Try it
Word for word, restate the lines of the data from the first through the one containing "-> (Self, LooperHandle)", and nothing else.

Listed records
>>>>

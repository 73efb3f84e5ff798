// src/audio_engine.rs
//
// The looper engine: a fixed set of loop tracks synchronized to the grid
// established by the first recorded loop. User triggers are latched and only
// commit on a block where the global playhead sits at the top of the loop
// (or before any loop exists), which phase-locks every record/stop edge to
// the loop grid.

pub mod arena;
pub mod command;
pub mod envelope;
pub mod spill;
pub mod track;

use arena::Arena;
pub use command::AudioCommand;
use ringbuf::{HeapConsumer, HeapProducer, HeapRb};
use spill::TrackSpill;
use track::Track;

use crate::looper::{
    AudioBlock, LooperState, SharedEngineState, SharedTrackState, TrackState, BLOCK_SAMPLES,
    SAMPLE_RATE,
};

pub const COMMAND_QUEUE_CAPACITY: usize = 256;

/// How long a reset may wait for stop fades before force-clearing (~1 s).
const RESET_TIMEOUT_BLOCKS: usize = SAMPLE_RATE as usize / BLOCK_SAMPLES;

pub struct Looper {
    tracks: Vec<Track>,
    arena: Arena,
    state: LooperState,
    requested: Option<LooperState>,
    playhead: usize, // block cursor into the global loop
    timeline: usize, // global loop length in blocks (track 0's length)
    active_track: usize,
    resetting: bool,
    reset_countdown: usize,
    command_consumer: HeapConsumer<AudioCommand>,
    shared: SharedEngineState,
}

/// Main-thread handle: pushes requests over the command ring and answers
/// state queries from the shared atomics. Cheap to move into UI threads.
pub struct LooperHandle {
    commands: HeapProducer<AudioCommand>,
    engine_state: SharedEngineState,
    track_states: Vec<SharedTrackState>,
}

impl Looper {
    /// Build the engine plus its control handle. `spill`, when present, must
    /// hold one storage handle per track and switches the tracks from the
    /// arena to the disk-spill tier.
    pub fn create(
        num_loops: usize,
        arena_samples: usize,
        spill: Option<Vec<TrackSpill>>,
    ) -> (Self, LooperHandle) {
        let num_loops = num_loops.clamp(2, 16);
        let command_rb = HeapRb::<AudioCommand>::new(COMMAND_QUEUE_CAPACITY);
        let (command_producer, command_consumer) = command_rb.split();

        let track_states: Vec<SharedTrackState> =
            (0..num_loops).map(|_| SharedTrackState::new()).collect();

        let mut spill_handles = spill.map(|v| v.into_iter());
        let tracks: Vec<Track> = track_states
            .iter()
            .enumerate()
            .map(|(i, shared)| {
                let storage = spill_handles.as_mut().and_then(|it| it.next());
                Track::new(i, shared.clone(), storage)
            })
            .collect();

        let shared = SharedEngineState::new();
        let engine = Self {
            tracks,
            arena: Arena::new(arena_samples),
            state: LooperState::Idle,
            requested: None,
            playhead: 0,
            timeline: 0,
            active_track: 0,
            resetting: false,
            reset_countdown: 0,
            command_consumer,
            shared,
        };
        let handle = LooperHandle {
            commands: command_producer,
            engine_state: engine.shared.clone(),
            track_states,
        };
        (engine, handle)
    }

    // --- Control surface (invoked by handle_commands or directly by tests) ---

    /// Advance the requested global state one step along the footswitch
    /// ladder. The transition itself commits on the loop grid.
    pub fn trigger(&mut self) {
        if self.resetting {
            return;
        }
        let effective = self.requested.unwrap_or(self.state);
        let next = match effective {
            LooperState::Idle => LooperState::Recording,
            LooperState::Recording => LooperState::Playing,
            LooperState::Playing => {
                if self.active_track + 1 < self.tracks.len() {
                    LooperState::Recording
                } else {
                    LooperState::Stopped
                }
            }
            LooperState::Stopped => LooperState::Playing,
        };
        self.requested = Some(next);
        self.shared.set_armed(true);
    }

    /// Stop everything, then clear every track in reverse allocation order
    /// and return to Idle. Completes over the next few blocks (stop fades),
    /// bounded by a timeout after which tracks are force-cleared.
    pub fn reset(&mut self) {
        for track in self.tracks.iter_mut().rev() {
            track.stop();
        }
        self.requested = None;
        self.shared.set_armed(false);
        self.resetting = true;
        self.reset_countdown = RESET_TIMEOUT_BLOCKS;
    }

    /// Drop a recorded track into overdub, or lift it back out. Refused
    /// while any other track is taking audio: only one voice may write at a
    /// time.
    pub fn toggle_overdub(&mut self, track_index: usize) {
        if self.resetting {
            return;
        }
        let other_busy = self.tracks.iter().enumerate().any(|(i, t)| {
            i != track_index
                && matches!(
                    t.state(),
                    TrackState::Recording | TrackState::Overdubbing
                )
        });
        if other_busy {
            return;
        }
        if let Some(track) = self.tracks.get_mut(track_index) {
            match track.state() {
                TrackState::Playing => track.overdub(),
                TrackState::Overdubbing => track.play(),
                _ => {}
            }
        }
    }

    pub fn set_volume(&mut self, track_index: usize, gain: f32) {
        if let Some(track) = self.tracks.get_mut(track_index) {
            track.set_volume(gain);
        }
    }

    pub fn mute_track(&mut self, track_index: usize, muted: bool) {
        if let Some(track) = self.tracks.get_mut(track_index) {
            track.mute(muted);
        }
    }

    /// Peel back layers with one knob: `p` sweeps from only track 0 audible
    /// (0.0) to every recorded track audible (1.0). Track 0 is never muted.
    pub fn smart_mute(&mut self, p: f32) {
        let active = self.tracks.iter().filter(|t| t.has_audio()).count();
        if active == 0 {
            return;
        }
        for i in 1..self.tracks.len() {
            if !self.tracks[i].has_audio() {
                continue;
            }
            let muted = p <= i as f32 / active as f32;
            self.tracks[i].mute(muted);
        }
    }

    /// Drain the command ring. Called once per audio callback, before the
    /// block ticks.
    pub fn handle_commands(&mut self) {
        while let Some(command) = self.command_consumer.pop() {
            match command {
                AudioCommand::Trigger => self.trigger(),
                AudioCommand::Reset => self.reset(),
                AudioCommand::ToggleOverdub(track_index) => self.toggle_overdub(track_index),
                AudioCommand::SetTrackVolume { track_index, gain } => {
                    self.set_volume(track_index, gain)
                }
                AudioCommand::MuteTrack { track_index, muted } => {
                    self.mute_track(track_index, muted)
                }
                AudioCommand::SmartMute(p) => self.smart_mute(p),
            }
        }
    }

    // --- Audio callback entry: one block in, one mixed block out ---

    pub fn update(&mut self, in_block: Option<&AudioBlock>, out_block: &mut AudioBlock) {
        self.apply_requested_transition();

        // Dry path first; playing tracks sum on top with saturation.
        match in_block {
            Some(block) => out_block.copy_from_slice(block),
            None => out_block.fill(0),
        }

        for track in &mut self.tracks {
            track.update(&mut self.arena, in_block, out_block);
        }

        // A take can commit itself mid-cycle when the arena runs out; the
        // global state follows the track.
        if self.state == LooperState::Recording && !self.resetting {
            let active = &self.tracks[self.active_track];
            if active.state() != TrackState::Recording && active.has_audio() {
                if self.timeline == 0 {
                    self.timeline = active.timeline_blocks();
                }
                self.state = LooperState::Playing;
                self.requested = None;
                self.shared.set_armed(false);
            }
        }

        self.service_reset();

        // The grid advances only while it is running; transitions at the top
        // of the next tick therefore see playhead == 0 exactly at the wrap.
        if self.timeline > 0
            && matches!(self.state, LooperState::Playing | LooperState::Recording)
        {
            self.playhead += 1;
            if self.playhead >= self.timeline {
                self.playhead = 0;
            }
        }

        self.shared.set(self.state);
        self.shared.set_playhead(self.playhead);
        self.shared.set_timeline(self.timeline);
    }

    // --- Queries (tests and in-process observers) ---

    pub fn state(&self) -> LooperState {
        self.state
    }

    pub fn playhead(&self) -> usize {
        self.playhead
    }

    pub fn timeline(&self) -> usize {
        self.timeline
    }

    pub fn is_idle(&self) -> bool {
        self.state == LooperState::Idle
    }

    pub fn is_recording(&self) -> bool {
        self.state == LooperState::Recording
    }

    pub fn is_playing(&self) -> bool {
        self.state == LooperState::Playing
    }

    /// A trigger is latched but has not yet committed on the grid.
    pub fn is_waiting(&self) -> bool {
        self.requested.is_some()
    }

    pub fn num_tracks(&self) -> usize {
        self.tracks.len()
    }

    pub fn track_state(&self, index: usize) -> TrackState {
        self.tracks
            .get(index)
            .map(|t| t.state())
            .unwrap_or(TrackState::Empty)
    }

    pub fn track_timeline_blocks(&self, index: usize) -> usize {
        self.tracks.get(index).map(|t| t.timeline_blocks()).unwrap_or(0)
    }

    pub fn track_is_muted(&self, index: usize) -> bool {
        self.tracks.get(index).map(|t| t.is_muted()).unwrap_or(false)
    }

    pub fn arena_next_free(&self) -> usize {
        self.arena.next_free()
    }

    // --- Internals ---

    fn apply_requested_transition(&mut self) {
        if self.resetting {
            return;
        }
        let next = match self.requested {
            Some(next) => next,
            None => return,
        };
        // Phase lock: before the first loop exists every trigger is
        // immediate; afterwards only the top of the loop may switch state.
        if self.timeline != 0 && self.playhead != 0 {
            return;
        }

        let mut consumed = true;
        match (self.state, next) {
            (LooperState::Idle, LooperState::Recording) => {
                self.active_track = 0;
                self.tracks[0].record();
                self.playhead = 0;
                self.state = LooperState::Recording;
            }
            (LooperState::Recording, LooperState::Playing) => {
                self.tracks[self.active_track].play();
                if self.timeline == 0 {
                    // The first take defines the global loop.
                    self.timeline = self.tracks[self.active_track].timeline_blocks();
                    self.playhead = 0;
                }
                self.state = LooperState::Playing;
            }
            (LooperState::Playing, LooperState::Recording) => {
                let overdubbing = self
                    .tracks
                    .iter()
                    .any(|t| t.state() == TrackState::Overdubbing);
                if overdubbing {
                    // Only one voice may write at a time; stay latched until
                    // the overdub lifts and commit at a later wrap.
                    consumed = false;
                } else if self.active_track + 1 < self.tracks.len() {
                    self.active_track += 1;
                    self.tracks[self.active_track].record();
                    self.state = LooperState::Recording;
                }
            }
            (LooperState::Playing, LooperState::Stopped) => {
                for track in self.tracks.iter_mut() {
                    if track.has_audio() {
                        track.stop();
                    }
                }
                self.state = LooperState::Stopped;
            }
            (LooperState::Stopped, LooperState::Playing) => {
                for track in self.tracks.iter_mut() {
                    if track.has_audio() {
                        track.play();
                    }
                }
                self.playhead = 0;
                self.state = LooperState::Playing;
            }
            _ => {}
        }
        if consumed {
            self.requested = None;
            self.shared.set_armed(false);
        }
    }

    fn service_reset(&mut self) {
        if !self.resetting {
            return;
        }
        self.reset_countdown = self.reset_countdown.saturating_sub(1);
        let all_stopped = self.tracks.iter().all(|t| t.is_stopped());

        if all_stopped || self.reset_countdown == 0 {
            for i in (0..self.tracks.len()).rev() {
                if !self.tracks[i].is_stopped() {
                    self.tracks[i].force_stop(&mut self.arena);
                }
                self.tracks[i].clear(&mut self.arena);
            }
            self.state = LooperState::Idle;
            self.playhead = 0;
            self.timeline = 0;
            self.active_track = 0;
            self.resetting = false;
        }
    }
}

impl LooperHandle {
    pub fn trigger(&mut self) {
        self.send(AudioCommand::Trigger);
    }

    pub fn reset(&mut self) {
        self.send(AudioCommand::Reset);
    }

    pub fn toggle_overdub(&mut self, track_index: usize) {
        self.send(AudioCommand::ToggleOverdub(track_index));
    }

    pub fn set_volume(&mut self, track_index: usize, gain: f32) {
        self.send(AudioCommand::SetTrackVolume { track_index, gain });
    }

    pub fn mute(&mut self, track_index: usize, muted: bool) {
        self.send(AudioCommand::MuteTrack { track_index, muted });
    }

    pub fn smart_mute(&mut self, p: f32) {
        self.send(AudioCommand::SmartMute(p));
    }

    fn send(&mut self, command: AudioCommand) {
        if self.commands.push(command).is_err() {
            eprintln!("Command ring buffer full. Command dropped.");
        }
    }

    pub fn is_idle(&self) -> bool {
        self.engine_state.get() == LooperState::Idle
    }

    pub fn is_recording(&self) -> bool {
        self.engine_state.get() == LooperState::Recording
    }

    pub fn is_playing(&self) -> bool {
        self.engine_state.get() == LooperState::Playing
    }

    pub fn is_stopped(&self) -> bool {
        self.engine_state.get() == LooperState::Stopped
    }

    pub fn is_waiting(&self) -> bool {
        self.engine_state.is_armed()
    }

    pub fn playhead(&self) -> usize {
        self.engine_state.playhead()
    }

    pub fn timeline(&self) -> usize {
        self.engine_state.timeline()
    }

    pub fn num_tracks(&self) -> usize {
        self.track_states.len()
    }

    pub fn track_state(&self, index: usize) -> TrackState {
        self.track_states
            .get(index)
            .map(|s| s.get())
            .unwrap_or(TrackState::Empty)
    }

    pub fn track_timeline_blocks(&self, index: usize) -> usize {
        self.track_states
            .get(index)
            .map(|s| s.timeline_blocks())
            .unwrap_or(0)
    }

    pub fn track_is_muted(&self, index: usize) -> bool {
        self.track_states
            .get(index)
            .map(|s| s.is_muted())
            .unwrap_or(false)
    }
}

<<<<

Solution
repository 73efb3f84e5ff798
// src/audio_engine.rs
//
// The looper engine: a fixed set of loop tracks synchronized to the grid
// established by the first recorded loop. User triggers are latched and only
// commit on a block where the global playhead sits at the top of the loop
// (or before any loop exists), which phase-locks every record/stop edge to
// the loop grid.

pub mod arena;
pub mod command;
pub mod envelope;
pub mod spill;
pub mod track;

use arena::Arena;
pub use command::AudioCommand;
use ringbuf::{HeapConsumer, HeapProducer, HeapRb};
use spill::TrackSpill;
use track::Track;

use crate::looper::{
    AudioBlock, LooperState, SharedEngineState, SharedTrackState, TrackState, BLOCK_SAMPLES,
    SAMPLE_RATE,
};

pub const COMMAND_QUEUE_CAPACITY: usize = 256;

/// How long a reset may wait for stop fades before force-clearing (~1 s).
const RESET_TIMEOUT_BLOCKS: usize = SAMPLE_RATE as usize / BLOCK_SAMPLES;

pub struct Looper {
    tracks: Vec<Track>,
    arena: Arena,
    state: LooperState,
    requested: Option<LooperState>,
    playhead: usize, // block cursor into the global loop
    timeline: usize, // global loop length in blocks (track 0's length)
    active_track: usize,
    resetting: bool,
    reset_countdown: usize,
    command_consumer: HeapConsumer<AudioCommand>,
    shared: SharedEngineState,
}

/// Main-thread handle: pushes requests over the command ring and answers
/// state queries from the shared atomics. Cheap to move into UI threads.
pub struct LooperHandle {
    commands: HeapProducer<AudioCommand>,
    engine_state: SharedEngineState,
    track_states: Vec<SharedTrackState>,
}

impl Looper {
    /// Build the engine plus its control handle. `spill`, when present, must
    /// hold one storage handle per track and switches the tracks from the
    /// arena to the disk-spill tier.
    pub fn create(
        num_loops: usize,
        arena_samples: usize,
        spill: Option<Vec<TrackSpill>>,
    ) -> (Self, LooperHandle) {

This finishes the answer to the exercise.